Gastroenterology & Hepatology

February 2018 - Volume 14, Issue 2

Managing Intestinal Fibrosis in Patients With Inflammatory Bowel Disease

Florian Rieder, MD

Associate Staff, Department of Gastroenterology, Hepatology and Nutrition
Digestive Diseases and Surgery Institute
Investigator, Department of Pathobiology
Lerner Research Institute
Cleveland Clinic
Cleveland, Ohio


G&H  How often do patients with Crohn’s disease and patients with ulcerative colitis develop intestinal fibrosis?

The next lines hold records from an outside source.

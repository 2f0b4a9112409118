//! HNSW vector index (spec §4.6): the graph structure lives in memory
//! (mirroring the structured per-shard store in the real deployment); the
//! vectors themselves live in the blob-store collaborator at
//! `vectors/{predicate}/{nodeId}`, read through an in-memory cache here so
//! repeated distance computations during a single search don't each incur
//! a blob round trip.

use std::collections::HashMap;
use std::sync::Arc;

use parking_lot::RwLock;
use rand::Rng;

use edgegraph_store::{vector_key, BlobStore};
use edgegraph_types::EntityId;

use crate::error::{IndexError, IndexResult};

#[derive(Debug, Clone, Copy)]
pub struct HnswParams {
    pub m: usize,
    pub m0: usize,
    pub ef_construction: usize,
    pub m_l: f64,
}

impl HnswParams {
    pub fn with_m(m: usize) -> Self {
        Self { m, m0: m * 2, ef_construction: 200, m_l: 1.0 / (m as f64).ln() }
    }
}

impl Default for HnswParams {
    fn default() -> Self {
        Self::with_m(16)
    }
}

/// Pluggable distance metric, per spec §4.6 ("cosine and L2 are
/// predefined"). Lower is closer.
pub trait VectorDistance: Send + Sync {
    fn distance(&self, a: &[f32], b: &[f32]) -> f32;
}

pub struct CosineDistance;

impl VectorDistance for CosineDistance {
    fn distance(&self, a: &[f32], b: &[f32]) -> f32 {
        let dot: f32 = a.iter().zip(b).map(|(x, y)| x * y).sum();
        let norm_a = a.iter().map(|x| x * x).sum::<f32>().sqrt();
        let norm_b = b.iter().map(|x| x * x).sum::<f32>().sqrt();
        if norm_a == 0.0 || norm_b == 0.0 {
            return 1.0;
        }
        1.0 - dot / (norm_a * norm_b)
    }
}

pub struct L2Distance;

impl VectorDistance for L2Distance {
    fn distance(&self, a: &[f32], b: &[f32]) -> f32 {
        a.iter().zip(b).map(|(x, y)| (x - y) * (x - y)).sum::<f32>().sqrt()
    }
}

struct NodeMeta {
    /// `neighbors[layer]` is the adjacency list at that layer; layer 0 is
    /// always present, higher layers only up to this node's sampled level.
    neighbors: Vec<Vec<EntityId>>,
    deleted: bool,
}

#[derive(Default)]
struct Graph {
    nodes: HashMap<EntityId, NodeMeta>,
    entry_point: Option<EntityId>,
    max_layer: usize,
}

#[derive(Debug, Clone)]
pub struct HnswStats {
    pub node_count: usize,
    pub deleted_count: usize,
    pub max_layer: usize,
    pub entry_point: Option<EntityId>,
}

/// One predicate's HNSW index.
pub struct HnswIndex {
    predicate: String,
    params: HnswParams,
    distance: Arc<dyn VectorDistance>,
    blob: Arc<dyn BlobStore>,
    graph: RwLock<Graph>,
    vectors: RwLock<HashMap<EntityId, Vec<f32>>>,
}

impl HnswIndex {
    pub fn new(predicate: impl Into<String>, params: HnswParams, distance: Arc<dyn VectorDistance>, blob: Arc<dyn BlobStore>) -> Self {
        Self { predicate: predicate.into(), params, distance, blob, graph: RwLock::new(Graph::default()), vectors: RwLock::new(HashMap::new()) }
    }

    pub fn stats(&self) -> HnswStats {
        let graph = self.graph.read();
        let deleted = graph.nodes.values().filter(|n| n.deleted).count();
        HnswStats { node_count: graph.nodes.len(), deleted_count: deleted, max_layer: graph.max_layer, entry_point: graph.entry_point.clone() }
    }

    async fn store_vector(&self, node_id: &EntityId, vector: &[f32]) -> IndexResult<()> {
        let bytes: Vec<u8> = vector.iter().flat_map(|f| f.to_le_bytes()).collect();
        self.blob.put(&vector_key(&self.predicate, node_id.as_str()), bytes, Some("application/octet-stream")).await.map_err(IndexError::from)?;
        self.vectors.write().insert(node_id.clone(), vector.to_vec());
        Ok(())
    }

    async fn fetch_vector(&self, node_id: &EntityId) -> IndexResult<Vec<f32>> {
        if let Some(v) = self.vectors.read().get(node_id) {
            return Ok(v.clone());
        }
        let bytes = self.blob.get(&vector_key(&self.predicate, node_id.as_str())).await.map_err(IndexError::from)?;
        let vector: Vec<f32> = bytes.chunks_exact(4).map(|c| f32::from_le_bytes([c[0], c[1], c[2], c[3]])).collect();
        self.vectors.write().insert(node_id.clone(), vector.clone());
        Ok(vector)
    }

    fn sample_level(&self) -> usize {
        let uniform: f64 = rand::thread_rng().gen_range(f64::EPSILON..1.0);
        (-uniform.ln() * self.params.m_l).floor() as usize
    }

    /// Inserts `node_id` with `vector`, wiring it into the graph per the
    /// standard HNSW insertion algorithm (spec §4.6): greedy descent from
    /// the entry point down to `level + 1`, then beam search + neighbor
    /// selection at each layer from `level` down to `0`.
    pub async fn insert(&self, node_id: EntityId, vector: Vec<f32>) -> IndexResult<()> {
        self.store_vector(&node_id, &vector).await?;
        let level = self.sample_level();

        let (entry_point, max_layer) = {
            let graph = self.graph.read();
            (graph.entry_point.clone(), graph.max_layer)
        };

        let Some(mut current) = entry_point else {
            let mut graph = self.graph.write();
            graph.nodes.insert(node_id.clone(), NodeMeta { neighbors: vec![Vec::new(); level + 1], deleted: false });
            graph.entry_point = Some(node_id);
            graph.max_layer = level;
            return Ok(());
        };

        // Greedy descent down to level+1: at each layer, walk to the
        // locally nearest neighbor until no improvement, then drop a
        // layer.
        for layer in ((level + 1)..=max_layer).rev() {
            current = self.greedy_nearest(&current, &vector, layer).await?;
        }

        {
            let mut graph = self.graph.write();
            graph.nodes.insert(node_id.clone(), NodeMeta { neighbors: vec![Vec::new(); level + 1], deleted: false });
        }

        for layer in (0..=level.min(max_layer)).rev() {
            let candidates = self.search_layer(&current, &vector, layer, self.params.ef_construction).await?;
            let max_conn = if layer == 0 { self.params.m0 } else { self.params.m };
            let selected = self.select_neighbors(candidates.clone(), max_conn);

            {
                let mut graph = self.graph.write();
                if let Some(meta) = graph.nodes.get_mut(&node_id) {
                    meta.neighbors[layer] = selected.iter().map(|(id, _)| id.clone()).collect();
                }
            }
            for (neighbor_id, _) in &selected {
                self.connect_and_shrink(neighbor_id, &node_id, layer, max_conn).await?;
            }
            if let Some((nearest, _)) = candidates.into_iter().next() {
                current = nearest;
            }
        }

        if level > max_layer {
            let mut graph = self.graph.write();
            graph.entry_point = Some(node_id);
            graph.max_layer = level;
        }
        Ok(())
    }

    async fn connect_and_shrink(&self, node_id: &EntityId, new_neighbor: &EntityId, layer: usize, max_conn: usize) -> IndexResult<()> {
        let needs_shrink = {
            let mut graph = self.graph.write();
            let Some(meta) = graph.nodes.get_mut(node_id) else { return Ok(()) };
            if layer >= meta.neighbors.len() {
                meta.neighbors.resize(layer + 1, Vec::new());
            }
            if !meta.neighbors[layer].contains(new_neighbor) {
                meta.neighbors[layer].push(new_neighbor.clone());
            }
            meta.neighbors[layer].len() > max_conn
        };
        if needs_shrink {
            self.shrink_connections(node_id, layer, max_conn).await?;
        }
        Ok(())
    }

    /// Re-selects `node_id`'s `max_conn` best neighbors at `layer` by
    /// distance, dropping the rest ("shrink over-connected nodes to their
    /// `M` best", spec §4.6).
    async fn shrink_connections(&self, node_id: &EntityId, layer: usize, max_conn: usize) -> IndexResult<()> {
        let current_neighbors = {
            let graph = self.graph.read();
            graph.nodes.get(node_id).map(|m| m.neighbors[layer].clone()).unwrap_or_default()
        };
        let vector = self.fetch_vector(node_id).await?;
        let mut scored = Vec::with_capacity(current_neighbors.len());
        for neighbor in current_neighbors {
            let nv = self.fetch_vector(&neighbor).await?;
            scored.push((neighbor, self.distance.distance(&vector, &nv)));
        }
        scored.sort_by(|a, b| a.1.total_cmp(&b.1));
        scored.truncate(max_conn);
        let mut graph = self.graph.write();
        if let Some(meta) = graph.nodes.get_mut(node_id) {
            meta.neighbors[layer] = scored.into_iter().map(|(id, _)| id).collect();
        }
        Ok(())
    }

    /// Walks to the locally-nearest-to-`query` node reachable from
    /// `start` at `layer`, one hop at a time (ef=1 greedy search used
    /// during the upper-layer descent).
    async fn greedy_nearest(&self, start: &EntityId, query: &[f32], layer: usize) -> IndexResult<EntityId> {
        let mut current = start.clone();
        let mut current_dist = self.distance.distance(query, &self.fetch_vector(&current).await?);
        loop {
            let neighbors = {
                let graph = self.graph.read();
                graph.nodes.get(&current).and_then(|m| m.neighbors.get(layer)).cloned().unwrap_or_default()
            };
            let mut improved = false;
            for neighbor in neighbors {
                let nv = self.fetch_vector(&neighbor).await?;
                let d = self.distance.distance(query, &nv);
                if d < current_dist {
                    current = neighbor;
                    current_dist = d;
                    improved = true;
                }
            }
            if !improved {
                return Ok(current);
            }
        }
    }

    /// Beam search at one layer: maintains a candidate frontier of size
    /// `ef`, expanding through neighbors until no closer candidate is
    /// found. Returns candidates sorted nearest-first, live nodes only.
    async fn search_layer(&self, start: &EntityId, query: &[f32], layer: usize, ef: usize) -> IndexResult<Vec<(EntityId, f32)>> {
        let mut visited = std::collections::HashSet::new();
        visited.insert(start.clone());
        let start_dist = self.distance.distance(query, &self.fetch_vector(start).await?);
        let mut candidates = vec![(start.clone(), start_dist)];
        let mut result = candidates.clone();

        while let Some((current, current_dist)) = candidates.pop() {
            if let Some((_, worst)) = result.iter().max_by(|a, b| a.1.total_cmp(&b.1)) {
                if result.len() >= ef && current_dist > *worst {
                    break;
                }
            }
            let neighbors = {
                let graph = self.graph.read();
                graph.nodes.get(&current).and_then(|m| m.neighbors.get(layer)).cloned().unwrap_or_default()
            };
            for neighbor in neighbors {
                if !visited.insert(neighbor.clone()) {
                    continue;
                }
                let is_deleted = self.graph.read().nodes.get(&neighbor).map(|m| m.deleted).unwrap_or(true);
                let nv = self.fetch_vector(&neighbor).await?;
                let d = self.distance.distance(query, &nv);
                candidates.push((neighbor.clone(), d));
                candidates.sort_by(|a, b| b.1.total_cmp(&a.1));
                if !is_deleted {
                    result.push((neighbor, d));
                }
                if result.len() > ef {
                    result.sort_by(|a, b| a.1.total_cmp(&b.1));
                    result.truncate(ef);
                }
            }
        }
        result.sort_by(|a, b| a.1.total_cmp(&b.1));
        result.retain(|(id, _)| !self.graph.read().nodes.get(id).map(|m| m.deleted).unwrap_or(true));
        Ok(result)
    }

    fn select_neighbors(&self, mut candidates: Vec<(EntityId, f32)>, max_conn: usize) -> Vec<(EntityId, f32)> {
        candidates.sort_by(|a, b| a.1.total_cmp(&b.1));
        candidates.truncate(max_conn);
        candidates
    }

    /// Approximate k-nearest-neighbor search (spec §4.6). `ef` defaults to
    /// `max(k, ef_construction)` if not given, so a caller asking for more
    /// results than the construction-time beam width still gets a
    /// reasonably wide search.
    pub async fn search(&self, query: &[f32], k: usize, ef: Option<usize>) -> IndexResult<Vec<(EntityId, f32)>> {
        let (entry_point, max_layer) = {
            let graph = self.graph.read();
            (graph.entry_point.clone(), graph.max_layer)
        };
        let Some(mut current) = entry_point else { return Ok(Vec::new()) };
        for layer in (1..=max_layer).rev() {
            current = self.greedy_nearest(&current, query, layer).await?;
        }
        let ef = ef.unwrap_or_else(|| k.max(self.params.ef_construction));
        let mut results = self.search_layer(&current, query, 0, ef).await?;
        results.truncate(k);
        Ok(results)
    }

    /// Tombstones `node_id`: back-edges are left in place and filtered at
    /// search time (spec §4.6's documented acceptable strategy), avoiding
    /// an expensive full back-edge scan on every delete.
    pub fn delete(&self, node_id: &EntityId) {
        let mut graph = self.graph.write();
        if let Some(meta) = graph.nodes.get_mut(node_id) {
            meta.deleted = true;
        }
    }
}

FR  First of all, it is important to distinguish clinically apparent fibrosis (ie, stenosis, stricture, and intestinal obstruction) from the mere presence of fibrosis because fibrosis can be subclinical for a long period of time. More than 50% of Crohn’s disease patients have clinically apparent intestinal obstruction due to fibrostenosis over their lifetime. As for ulcerative colitis patients, reports of stenosis in the colon vary between approximately 1% and 11%, depending upon their definition. In terms of fibrosis globally (ie, any type of fibrotic change or abnormal tissue repair), it has been hypothesized that some degree of fibrosis is present in 100% of patients with inflammatory bowel disease, although this fibrosis may remain subclinical and intestinal obstruction may not occur.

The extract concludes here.